The Head Of The Charles regatta draws 7,000 rowers annually to the two-day event. In its 40th year, it is the largest rowing competition in North America.

“The whole city of Boston is involved,” said Welsh, a personal trainer at Bates College. “Everyone comes. It’s an event for the entire city. That makes it that much more exciting. There’s thousands and thousands of people lining the course.”

Welsh will be competing late Saturday afternoon in the Women’s Doubles race, just hours before the World Series begins not far from the Charles River.

“The same possibility happened last year,” said Welsh, who has rowed in the Head of the Charles over a half dozen times. “We were kind of wondering if it would have been really crazy because the day of the regatta would have been Boston’s first game after beating the Yankees. We were wondering how that was going to be.”

Welsh and her rowing partner, Vanessa Thorne, get to find out this time. Thorne’s coming up from Pomfret School in Connecticut where she’s a rowing coach. The two met rowing in an Eight together years ago and often team up for doubles races. Welsh took time off during the summer. So the opportunity to pair up has been limited this year.

“It is a social thing, to get together with her and see her,” said Welsh. “The race, we just want to row together again. She was really upset with me that I didn’t row this summer. She wanted to row with me, and she was trying to convince me all year to row, but I was like, I need a break from rowing.'”

Welsh has been an athlete since the age of seven. She competed in gymnastics until she was 18, but during that time, she was drawn to rowing, surrounded by the sport growing up in St. Catharine’s, Ontario.

“So when I decided I’d had enough of gymnastics, I still needed something,” she said. “I’d always been very physical and athletic.”
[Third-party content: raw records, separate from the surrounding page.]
//! Real-time events and the rooms they are published to.
//!
//! Every event travels inside the envelope `{"event": "<name>", "data": {...}}`.
//! Delivery is best-effort and at-most-once; nothing is replayed to a
//! subscriber that joins after an event went out.

use std::fmt;

use chrono::{DateTime, Utc};
use serde::{Deserialize, Serialize};

use crate::alert::{Alert, AlertStatus, LocationSample};
use crate::types::{AlertId, ContactId, UserId};

/// A named subscription scope.
#[derive(Debug, Clone, PartialEq, Eq, Hash)]
pub enum Room {
    /// Every connection of one user.
    User(UserId),
    /// Every connection authenticated as responder or admin.
    Responders,
    /// Everyone watching one alert.
    Alert(AlertId),
}

impl fmt::Display for Room {
    fn fmt(&self, f: &mut fmt::Formatter<'_>) -> fmt::Result {
        match self {
            Room::User(id) => write!(f, "user:{id}"),
            Room::Responders => f.write_str("responders"),
            Room::Alert(id) => write!(f, "alert:{id}"),
        }
    }
}

#[derive(Debug, Clone, PartialEq, Serialize, Deserialize)]
#[serde(tag = "event", content = "data")]
pub enum RealtimeEvent {
    #[serde(rename = "alert.created")]
    AlertCreated(Alert),

    #[serde(rename = "alert.location", rename_all = "camelCase")]
    AlertLocation {
        alert_id: AlertId,
        sample: LocationSample,
    },

    #[serde(rename = "alert.resolved", rename_all = "camelCase")]
    AlertResolved {
        alert_id: AlertId,
        status: AlertStatus,
        resolved_at: Option<DateTime<Utc>>,
    },

    /// Fan-out outcome for the alert's owner, sent once all dispatches finish.
    #[serde(rename = "alert.fanout", rename_all = "camelCase")]
    FanOutCompleted {
        alert_id: AlertId,
        summary: FanOutSummary,
    },
}

impl RealtimeEvent {
    pub fn name(&self) -> &'static str {
        match self {
            RealtimeEvent::AlertCreated(_) => "alert.created",
            RealtimeEvent::AlertLocation { .. } => "alert.location",
            RealtimeEvent::AlertResolved { .. } => "alert.resolved",
            RealtimeEvent::FanOutCompleted { .. } => "alert.fanout",
        }
    }
}

// ---------------------------------------------------------------------------
// Notification outcomes
// ---------------------------------------------------------------------------

#[derive(Debug, Clone, Copy, PartialEq, Eq, Hash, Serialize, Deserialize)]
#[serde(rename_all = "lowercase")]
pub enum ChannelKind {
    Push,
    Sms,
    Ussd,
}

impl ChannelKind {
    pub fn as_str(self) -> &'static str {
        match self {
            ChannelKind::Push => "push",
            ChannelKind::Sms => "sms",
            ChannelKind::Ussd => "ussd",
        }
    }
}

impl fmt::Display for ChannelKind {
    fn fmt(&self, f: &mut fmt::Formatter<'_>) -> fmt::Result {
        f.write_str(self.as_str())
    }
}

/// Who a notification is addressed to.
#[derive(Debug, Clone, PartialEq, Eq, Serialize, Deserialize)]
#[serde(tag = "kind", rename_all = "camelCase")]
pub enum NotificationTarget {
    /// The user who triggered the alert.
    #[serde(rename_all = "camelCase")]
    Owner { user_id: UserId },
    #[serde(rename_all = "camelCase")]
    Contact {
        contact_id: ContactId,
        name: String,
        phone_number: Option<String>,
    },
}

impl NotificationTarget {
    pub fn is_owner(&self) -> bool {
        matches!(self, NotificationTarget::Owner { .. })
    }
}

impl fmt::Display for NotificationTarget {
    fn fmt(&self, f: &mut fmt::Formatter<'_>) -> fmt::Result {
        match self {
            NotificationTarget::Owner { user_id } => write!(f, "owner {user_id}"),
            NotificationTarget::Contact { contact_id, .. } => write!(f, "contact {contact_id}"),
        }
    }
}

/// One dispatch try. Not persisted.
#[derive(Debug, Clone, PartialEq, Serialize, Deserialize)]
#[serde(rename_all = "camelCase")]
pub struct NotificationAttempt {
    pub target: NotificationTarget,
    pub channel: ChannelKind,
    pub sent: bool,
    #[serde(default, skip_serializing_if = "Option::is_none")]
    pub error: Option<String>,
    pub at: DateTime<Utc>,
}

#[derive(Debug, Clone, Default, PartialEq, Serialize, Deserialize)]
#[serde(rename_all = "camelCase")]
pub struct FanOutSummary {
    pub contacts_notified: usize,
    pub contacts_failed: usize,
    pub owner_notified: bool,
    pub attempts: Vec<NotificationAttempt>,
}

impl FanOutSummary {
    pub fn from_attempts(attempts: Vec<NotificationAttempt>) -> Self {
        let mut summary = Self::default();
        for attempt in &attempts {
            match (&attempt.target, attempt.sent) {
                (NotificationTarget::Owner { .. }, sent) => summary.owner_notified |= sent,
                (NotificationTarget::Contact { .. }, true) => summary.contacts_notified += 1,
                (NotificationTarget::Contact { .. }, false) => summary.contacts_failed += 1,
            }
        }
        summary.attempts = attempts;
        summary
    }
}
She rowed in high school and college but has competed more frequently after finishing school. She’s not as fierce a competitor as she once was, but the lure of the sport still remains.
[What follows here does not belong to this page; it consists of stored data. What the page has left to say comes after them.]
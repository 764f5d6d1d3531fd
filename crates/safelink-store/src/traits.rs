//! Storage contracts consumed by the service layer.
//!
//! [`SqliteStore`](crate::SqliteStore) is the durable implementation and
//! [`MemoryStore`](crate::MemoryStore) the in-process one used by tests; both
//! honour the same contract and are injected as trait objects.

use async_trait::async_trait;

use safelink_shared::{
    Alert, AlertId, AlertStatus, ContactId, Location, LocationSample, Nearby, NearbyQuery,
    NewAlert, NewContact, NewReport, Page, Paginated, Principal, Report, ReportId, ReportStatus,
    Result, TrustedContact, UserId,
};

#[async_trait]
pub trait AlertStore: Send + Sync {
    /// Validate and persist a new active alert. Its trail starts with the
    /// trigger coordinate.
    async fn create(&self, new: NewAlert) -> Result<Alert>;

    /// `NotFound` for an unknown alert, `InvalidState` once it left `active`.
    async fn append_location(&self, id: AlertId, location: Location) -> Result<LocationSample>;

    /// Leave `active`. Checks existence, then permission, then state; of two
    /// concurrent calls on one alert only the first can succeed.
    async fn transition(&self, id: AlertId, target: AlertStatus, actor: &Principal)
        -> Result<Alert>;

    async fn get(&self, id: AlertId) -> Result<Alert>;

    async fn latest_location(&self, id: AlertId) -> Result<Option<LocationSample>>;

    /// The whole trail in append order.
    async fn locations(&self, id: AlertId) -> Result<Vec<LocationSample>>;

    /// Newest first.
    async fn list_by_owner(&self, owner: &UserId, page: Page) -> Result<Paginated<Alert>>;

    async fn list_active(&self, limit: usize) -> Result<Vec<Alert>>;

    /// Active alerts only.
    async fn find_near(&self, query: &NearbyQuery) -> Result<Vec<Nearby<Alert>>>;
}

#[async_trait]
pub trait ContactDirectory: Send + Sync {
    /// Primary contact first, the rest in insertion order.
    async fn contacts_for(&self, user: &UserId) -> Result<Vec<TrustedContact>>;

    async fn add_contact(&self, new: NewContact) -> Result<TrustedContact>;

    async fn remove_contact(&self, user: &UserId, id: ContactId) -> Result<()>;
}

#[derive(Debug, Clone, Default, PartialEq, Eq)]
pub struct ReportFilter {
    pub reporter: Option<UserId>,
    pub status: Option<ReportStatus>,
}

#[async_trait]
pub trait ReportStore: Send + Sync {
    async fn create_report(&self, new: NewReport) -> Result<Report>;

    async fn get_report(&self, id: ReportId) -> Result<Report>;

    async fn list_reports(&self, filter: &ReportFilter, page: Page) -> Result<Paginated<Report>>;

    async fn update_report_status(&self, id: ReportId, status: ReportStatus) -> Result<Report>;

    /// Dismissed reports are excluded.
    async fn reports_near(&self, query: &NearbyQuery) -> Result<Vec<Nearby<Report>>>;
}

/// Behaviour every store implementation must share. Each backend's test
/// module runs these against a fresh instance.
#[cfg(test)]
pub(crate) mod contract {
    use std::sync::Arc;

    use safelink_shared::{AlertCategory, GeoPoint, ReportCategory, Role, SafelinkError};

    use super::*;

    pub fn new_alert(owner: &str, latitude: f64, longitude: f64) -> NewAlert {
        NewAlert {
            owner_id: UserId::from(owner),
            category: AlertCategory::Security,
            location: Location::at(latitude, longitude),
            message: None,
        }
    }

    pub async fn lifecycle(store: &dyn AlertStore) {
        let alert = store.create(new_alert("u1", 6.5244, 3.3792)).await.unwrap();
        assert!(alert.is_active());
        assert!(alert.resolved_at.is_none());

        let sample = store
            .append_location(alert.id, Location::at(6.525, 3.38))
            .await
            .unwrap();
        assert_eq!(store.latest_location(alert.id).await.unwrap(), Some(sample));
        assert_eq!(store.locations(alert.id).await.unwrap().len(), 2);

        let owner = Principal::new("u1", Role::User);
        let resolved = store
            .transition(alert.id, AlertStatus::Resolved, &owner)
            .await
            .unwrap();
        assert_eq!(resolved.status, AlertStatus::Resolved);
        assert!(resolved.resolved_at.is_some());
        assert_eq!(store.get(alert.id).await.unwrap(), resolved);

        let again = store.transition(alert.id, AlertStatus::Resolved, &owner).await;
        assert!(matches!(again, Err(SafelinkError::InvalidState { .. })));

        let late = store
            .append_location(alert.id, Location::at(6.526, 3.381))
            .await;
        assert!(matches!(late, Err(SafelinkError::InvalidState { .. })));
        assert_eq!(store.locations(alert.id).await.unwrap().len(), 2);
    }

    pub async fn rejects_invalid_input(store: &dyn AlertStore) {
        let err = store.create(new_alert("u1", 91.0, 0.0)).await.unwrap_err();
        assert!(matches!(err, SafelinkError::Validation(_)));

        let alert = store.create(new_alert("u1", 0.0, 0.0)).await.unwrap();
        let err = store
            .append_location(alert.id, Location::at(0.0, 181.0))
            .await
            .unwrap_err();
        assert!(matches!(err, SafelinkError::Validation(_)));

        let err = store.get(AlertId::new()).await.unwrap_err();
        assert!(matches!(err, SafelinkError::NotFound { .. }));

        let err = store
            .transition(AlertId::new(), AlertStatus::Cancelled, &Principal::new("u1", Role::User))
            .await
            .unwrap_err();
        assert!(matches!(err, SafelinkError::NotFound { .. }));
    }

    pub async fn concurrent_transitions_have_one_winner<S>(store: Arc<S>)
    where
        S: AlertStore + 'static,
    {
        let alert = store.create(new_alert("u1", 0.0, 0.0)).await.unwrap();

        let owner = Principal::new("u1", Role::User);
        let responder = Principal::new("r1", Role::Responder);

        let a = {
            let store = Arc::clone(&store);
            tokio::spawn(async move { store.transition(alert.id, AlertStatus::Cancelled, &owner).await })
        };
        let b = {
            let store = Arc::clone(&store);
            tokio::spawn(
                async move { store.transition(alert.id, AlertStatus::FalseAlarm, &responder).await },
            )
        };

        let results = [a.await.unwrap(), b.await.unwrap()];
        let winners = results.iter().filter(|r| r.is_ok()).count();
        assert_eq!(winners, 1);
        assert!(results
            .iter()
            .any(|r| matches!(r, Err(SafelinkError::InvalidState { .. }))));

        let stored = store.get(alert.id).await.unwrap();
        let winner = results.iter().find_map(|r| r.as_ref().ok()).unwrap();
        assert_eq!(stored.status, winner.status);
    }

    pub async fn history_is_paged_newest_first(store: &dyn AlertStore) {
        let mut ids = Vec::new();
        for _ in 0..3 {
            ids.push(store.create(new_alert("u1", 0.0, 0.0)).await.unwrap().id);
        }
        store.create(new_alert("u2", 0.0, 0.0)).await.unwrap();

        let page = Page::new(Some(1), Some(2)).unwrap();
        let history = store.list_by_owner(&UserId::from("u1"), page).await.unwrap();
        assert_eq!(history.pagination.total, 3);
        assert_eq!(history.pagination.total_pages, 2);
        assert_eq!(
            history.items.iter().map(|a| a.id).collect::<Vec<_>>(),
            vec![ids[2], ids[1]]
        );

        let active = store.list_active(10).await.unwrap();
        assert_eq!(active.len(), 4);
    }

    pub async fn nearby_alerts(store: &dyn AlertStore) {
        // Roughly 100 m, 4 km and 9 km north of the query point.
        let center = GeoPoint::new(6.5244, 3.3792).unwrap();
        let near = store.create(new_alert("u1", 6.5253, 3.3792)).await.unwrap();
        let mid = store.create(new_alert("u2", 6.5604, 3.3792)).await.unwrap();
        store.create(new_alert("u3", 6.6053, 3.3792)).await.unwrap();

        let query = NearbyQuery::new(center, Some(5000.0), None).unwrap();
        let found = store.find_near(&query).await.unwrap();
        assert_eq!(
            found.iter().map(|n| n.item.id).collect::<Vec<_>>(),
            vec![near.id, mid.id]
        );
        assert!(found[0].distance_meters <= found[1].distance_meters);

        store
            .transition(near.id, AlertStatus::Cancelled, &Principal::new("u1", Role::User))
            .await
            .unwrap();
        let found = store.find_near(&query).await.unwrap();
        assert_eq!(found.len(), 1);
        assert_eq!(found[0].item.id, mid.id);
    }

    pub async fn contacts(store: &dyn ContactDirectory) {
        let add = |name: &str, is_primary| NewContact {
            user_id: UserId::from("u1"),
            name: name.into(),
            phone_number: None,
            relationship: Some("sibling".into()),
            is_primary,
        };

        let first = store.add_contact(add("Ada", true)).await.unwrap();
        store.add_contact(add("Bola", false)).await.unwrap();
        let second = store.add_contact(add("Chidi", true)).await.unwrap();

        let listed = store.contacts_for(&UserId::from("u1")).await.unwrap();
        assert_eq!(listed[0].id, second.id);
        assert_eq!(listed.iter().filter(|c| c.is_primary).count(), 1);

        let err = store
            .remove_contact(&UserId::from("u2"), first.id)
            .await
            .unwrap_err();
        assert!(matches!(err, SafelinkError::NotFound { .. }));
        store.remove_contact(&UserId::from("u1"), first.id).await.unwrap();
        assert_eq!(store.contacts_for(&UserId::from("u1")).await.unwrap().len(), 2);

        let err = store.add_contact(add("", false)).await.unwrap_err();
        assert!(matches!(err, SafelinkError::Validation(_)));
    }

    pub async fn reports(store: &dyn ReportStore) {
        let new = |title: &str, anonymous| NewReport {
            reporter_id: UserId::from("u1"),
            category: ReportCategory::SuspiciousActivity,
            title: title.into(),
            description: "Someone trying car doors on the street".into(),
            location: Location::at(6.45, 3.39),
            media_urls: vec![],
            anonymous,
        };

        let named = store.create_report(new("Car break-in", false)).await.unwrap();
        let hidden = store.create_report(new("Car break-in again", true)).await.unwrap();
        assert!(hidden.reporter_id.is_none());

        let mine = ReportFilter {
            reporter: Some(UserId::from("u1")),
            status: None,
        };
        let listed = store.list_reports(&mine, Page::default()).await.unwrap();
        assert_eq!(listed.pagination.total, 1);

        store
            .update_report_status(hidden.id, ReportStatus::Dismissed)
            .await
            .unwrap();

        let center = GeoPoint::new(6.45, 3.39).unwrap();
        let query = NearbyQuery::new(center, None, None).unwrap();
        let near = store.reports_near(&query).await.unwrap();
        assert_eq!(near.len(), 1);
        assert_eq!(near[0].item.id, named.id);

        let err = store.get_report(ReportId::new()).await.unwrap_err();
        assert!(matches!(err, SafelinkError::NotFound { .. }));

        let err = store.create_report(new("Hi", false)).await.unwrap_err();
        assert!(matches!(err, SafelinkError::Validation(_)));
    }
}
“It’s the same thing that got me in the first place,” said Welsh. “I don’t know how to describe it. It’s a beautiful sport. The atmosphere on the water, being outside, with the water and the gorgeous colors like this in the fall. I’ve always been very physical, and it’s a physical sport. I love the way it keeps me in shape.”

She says even if she wasn’t competing, she’d still row. She met her husband, Mark, through rowing in St. Catharine’s. He’s an assistant rowing coach at Bates.

She’ll typically train daily through the summer and fall, often even twice per day. She’ll usually race every weekend in the summer and take in four or five regattas in the fall.

This summer her boat needed repair, and she needed a break. Now she’s back from a hiatus with new vigor.

“I’ve enjoyed it more,” she said. “Last fall was a struggle because that’s when I was kind of burning out of competing. This fall, I’ve had more of a relaxed attitude about it too – just kind of go out and be fit and have some fun and see where it gets you in the race.”

That’s how Welsh and Thorne look at this weekend’s race. They’ll be in a competitive class of rowers and hope to hold their own.

With Welsh training on her own on the Androscoggin River and Thorne in Connecticut, it makes it tough for the two to prepare as a team. Welsh says she just train to stay fit and prepare herself for the eight-kilometer course.

“Generally, it’s a tough thing to do,” said Welsh. “When you’re in a boat with someone else, you really should be training together. Vanessa and I have been rowing together for eight years.

“From the first day we were in a double together, there was a chemistry that happens with someone else. Technically, if we really wanted to go out and win this race and do really well, we should train together every day regardless of how well we click. But we’re more or less just doing this for fun and to get together again and row.”